About this task | Take the entries that follow and write them out again, word for word.

Supplied data |
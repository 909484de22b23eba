//! Action lists: `"id:1001,phase:2,t:none,deny,msg:'blocked',setvar:tx.score=+5"`.
//!
//! Each action is `name` or `name:value`. A value is either single-quoted
//! (up to the closing quote, `\'` standing for a quote) or unquoted. An
//! unquoted value of a single-word action ends at a comma or whitespace; the
//! free-text ones (`msg`, `logdata`, `tag`, `setvar`...) run to the next comma.
//! Keyword dispatch is case-insensitive, and every valued action validates its
//! own value shape.

use std::fmt::Display;
use std::ops::RangeInclusive;
use std::str::FromStr;

use crate::ast::{
    Action, CtlOption, ExpireVar, IdRange, InitCol, PartsOp, RequestBodyProcessor, SetVar,
    SetVarOp, Severity, Transform, VariableSelector,
};
use crate::error::{Result, SecRuleError};
use crate::lexer::{Token, TokenKind};
use crate::position::Positioned;
use crate::value::ExpandableString;

use super::expandable::{parse_action_string, unescape_quotes};
use super::tokens::{Tokens, unexpected};
use super::variables::parse_variable_selector;
use super::{parse_audit_engine_mode, parse_audit_log_parts, parse_on_off, parse_rule_engine_mode};

/// Parse a comma/whitespace separated action list.
pub(crate) fn parse_action_list(tokens: Tokens<'_>) -> Result<Vec<Positioned<Action>>> {
    let mut actions = Vec::new();
    let mut rest = skip_separators(tokens);
    while !rest.is_empty() {
        let (action, after) = parse_action(rest)?;
        actions.push(action);
        if !after.is_empty() && !after.at(TokenKind::Comma) && !after.at(TokenKind::Whitespace) {
            return Err(unexpected("',' between actions", after.first()));
        }
        rest = skip_separators(after);
    }
    Ok(actions)
}

fn skip_separators(tokens: Tokens<'_>) -> Tokens<'_> {
    let n = tokens
        .iter()
        .take_while(|t| matches!(t.kind, TokenKind::Comma | TokenKind::Whitespace))
        .count();
    tokens.skip(n)
}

Solved problem |
repository 909484de22b23eba
//! Action lists: `"id:1001,phase:2,t:none,deny,msg:'blocked',setvar:tx.score=+5"`.
//!
//! Each action is `name` or `name:value`. A value is either single-quoted
//! (up to the closing quote, `\'` standing for a quote) or unquoted. An
//! unquoted value of a single-word action ends at a comma or whitespace; the
//! free-text ones (`msg`, `logdata`, `tag`, `setvar`...) run to the next comma.
//! Keyword dispatch is case-insensitive, and every valued action validates its
//! own value shape.

use std::fmt::Display;
use std::ops::RangeInclusive;
use std::str::FromStr;

use crate::ast::{
    Action, CtlOption, ExpireVar, IdRange, InitCol, PartsOp, RequestBodyProcessor, SetVar,
    SetVarOp, Severity, Transform, VariableSelector,
};
use crate::error::{Result, SecRuleError};
use crate::lexer::{Token, TokenKind};
use crate::position::Positioned;
use crate::value::ExpandableString;

use super::expandable::{parse_action_string, unescape_quotes};
use super::tokens::{Tokens, unexpected};
use super::variables::parse_variable_selector;
use super::{parse_audit_engine_mode, parse_audit_log_parts, parse_on_off, parse_rule_engine_mode};

/// Parse a comma/whitespace separated action list.
pub(crate) fn parse_action_list(tokens: Tokens<'_>) -> Result<Vec<Positioned<Action>>> {
    let mut actions = Vec::new();
    let mut rest = skip_separators(tokens);
    while !rest.is_empty() {
        let (action, after) = parse_action(rest)?;
        actions.push(action);
        if !after.is_empty() && !after.at(TokenKind::Comma) && !after.at(TokenKind::Whitespace) {
            return Err(unexpected("',' between actions", after.first()));
        }
        rest = skip_separators(after);
    }
    Ok(actions)
}

fn skip_separators(tokens: Tokens<'_>) -> Tokens<'_> {
    let n = tokens
        .iter()
        .take_while(|t| matches!(t.kind, TokenKind::Comma | TokenKind::Whitespace))
        .count();
    tokens.skip(n)
}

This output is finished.